The Piano Concerto No. 4 in C minor, Op. 115 by Ferdinand Ries was composed in Bonn in 1809 but was not published until 1823 when it was released by both H.A. Probst of Leipzig and Birchall & Cº of London with a dedication to Ignaz Moscheles.

==Composition history==

According to Allen Badley, Ries completed the concerto around 1809, before embarking on his European tours. This would make the concerto the second of the composers eight piano concertos to be written. (Note: Concerto no. 4 refers to the order of publication, not composition, and likewise for all of Ries's concertos.) Badley further comments that compared with the Piano Concerto in C Major, Op. 126 that this concerto has much more individuality compared with the earlier work which shows the influence of Beethoven's C minor Piano Concerto, Op. 37, the work Ries had performed on his debut.

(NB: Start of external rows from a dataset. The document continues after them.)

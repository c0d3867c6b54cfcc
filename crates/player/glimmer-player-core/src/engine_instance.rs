//! Per-composition engine scope.
//!
//! One instance per composition, never shared: every native resource a
//! composition needs is created through this scope so that disposing one
//! composition cannot free a resource still referenced by another. The
//! instance owns the composition's scene-graph root entity and the
//! ResourceSet that makes bulk teardown possible.

use crate::host::{
    BufferDescriptor, BufferHandle, EntityHandle, GeometryDescriptor, GeometryHandle, HostEngine,
    MaterialDescriptor, MaterialHandle, MeshDescriptor, MeshHandle, TextureHandle,
};
use crate::priority::PriorityResolver;
use crate::resource::ResourceSet;
use crate::scene::TextureOptions;

/// Scoped resource factory and scene-graph root for one composition.
#[derive(Debug)]
pub struct EngineInstance {
    resolver: PriorityResolver,
    root_entity: EntityHandle,
    resources: ResourceSet,
    disposed: bool,
}

impl EngineInstance {
    /// Create the instance scope: a fresh root entity parented under the
    /// display host's entity, with the user-assigned priority band base.
    pub fn new(host: &mut dyn HostEngine, parent: EntityHandle, priority: i32) -> Self {
        let root_entity = host.create_entity(Some(parent));
        Self {
            resolver: PriorityResolver::new(priority),
            root_entity,
            resources: ResourceSet::new(),
            disposed: false,
        }
    }

    #[inline]
    pub fn root_entity(&self) -> EntityHandle {
        self.root_entity
    }

    #[inline]
    pub fn priority(&self) -> i32 {
        self.resolver.base()
    }

    pub fn resolver(&self) -> &PriorityResolver {
        &self.resolver
    }

    pub fn resolver_mut(&mut self) -> &mut PriorityResolver {
        &mut self.resolver
    }

    pub fn resources(&self) -> &ResourceSet {
        &self.resources
    }

    /// Parent an entity under this composition's root.
    pub fn add_entity(&mut self, host: &mut dyn HostEngine, entity: EntityHandle) {
        host.set_parent(entity, self.root_entity);
    }

    pub fn create_buffer(
        &mut self,
        host: &mut dyn HostEngine,
        desc: &BufferDescriptor,
    ) -> BufferHandle {
        let handle = host.create_buffer(desc);
        self.resources.register(handle.into());
        handle
    }

    pub fn create_geometry(
        &mut self,
        host: &mut dyn HostEngine,
        desc: &GeometryDescriptor,
    ) -> GeometryHandle {
        let handle = host.create_geometry(desc);
        self.resources.register(handle.into());
        handle
    }

    pub fn create_texture(
        &mut self,
        host: &mut dyn HostEngine,
        options: &TextureOptions,
    ) -> TextureHandle {
        let handle = host.create_texture(options);
        self.resources.register(handle.into());
        handle
    }

    pub fn create_material(
        &mut self,
        host: &mut dyn HostEngine,
        desc: &MaterialDescriptor,
    ) -> MaterialHandle {
        let handle = host.create_material(desc);
        self.resources.register(handle.into());
        handle
    }

    pub fn create_mesh(&mut self, host: &mut dyn HostEngine, desc: &MeshDescriptor) -> MeshHandle {
        let handle = host.create_mesh(desc);
        self.resources.register(handle.into());
        handle
    }

    #[inline]
    pub fn is_disposed(&self) -> bool {
        self.disposed
    }

    /// Release every tracked native resource and the root entity.
    /// Destroyed exactly once; a second call performs no host-engine calls.
    pub fn dispose(&mut self, host: &mut dyn HostEngine) {
        if self.disposed {
            return;
        }
        self.resources.dispose(host);
        host.destroy_entity(self.root_entity);
        self.disposed = true;
    }
}
use crate::geometry::{BeginEnd, Point, Size};

/// Geometry and presentation capability of one list container.
///
/// The reconciliation core only reads geometry through this trait and writes
/// translation, visibility and animation state back through it. Implementations
/// report live geometry: `begin_end` includes any translation applied earlier.
///
/// Scroll notifications are not part of this trait. A host that observes its
/// container scrolling calls [`Container::handle_scroll`](crate::Container::handle_scroll).
pub trait Layout {
    /// Stable handle identifying one slot of the element sequence.
    type Slot;

    /// Span of `slot` along the primary axis.
    fn begin_end(&self, slot: &Self::Slot) -> BeginEnd;

    /// Extent of `slot` along the primary axis.
    fn size(&self, slot: &Self::Slot) -> f32;

    /// Span of the container element itself.
    fn container_begin_end(&self) -> BeginEnd;

    /// Span of the visible part of the container.
    fn container_rectangles(&self) -> BeginEnd;

    /// Extent of the container along the primary axis.
    fn container_size(&self) -> f32;

    fn scroll_size(&self) -> f32;

    fn scroll_value(&self) -> f32;

    fn is_in_visible_rect(&self, pos: Point) -> bool;

    fn axis_value(&self, pos: Point) -> f32;

    /// Extent of a dragged element of `size` along the primary axis.
    fn axis_size(&self, size: Size) -> f32;

    /// Translation currently applied to `slot`.
    fn translation(&self, slot: &Self::Slot) -> f32;

    fn set_translation(&mut self, slot: &Self::Slot, offset: f32);

    fn set_visibility(&mut self, slot: &Self::Slot, visible: bool);

    /// Enables or disables the slide transition of `slot`.
    fn set_animated(&mut self, slot: &Self::Slot, animated: bool);

    /// Top-left anchor of a placeholder spanning `begin..end` along the axis.
    fn top_left_of_element_begin(&self, begin: f32, end: f32) -> Point;

    /// Extra room the container should reserve while an external item is inserted.
    fn set_insertion_extra_size(&mut self, size: f32);

    /// Shows a trailing stretcher of the given size, or removes it with `None`.
    fn set_stretcher(&mut self, size: Option<f32>);

    /// Drops any cached geometry; called after the host reports a layout change.
    fn invalidate(&mut self);
}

As with the concerti Op. 120, 123 & 132, this concerto was published at a time Ries was retiring from being a touring performer and no longer needed to keep these works, which formed the basis of his performing repertoire secret.

==Structure==

The concerto follows the traditional three-movement structure:

==Recordings==

To date the concerto has only been recorded once, by Uwe Grodd with the Bournemouth Symphony Orchestra and soloist Christopher Hinterhuber, this was released by Naxos Records (Note: Paired with a recording of the composers Op. 120 concerto.) in conjunction with a publication of the score in a critical edition prepared by Allen Badley.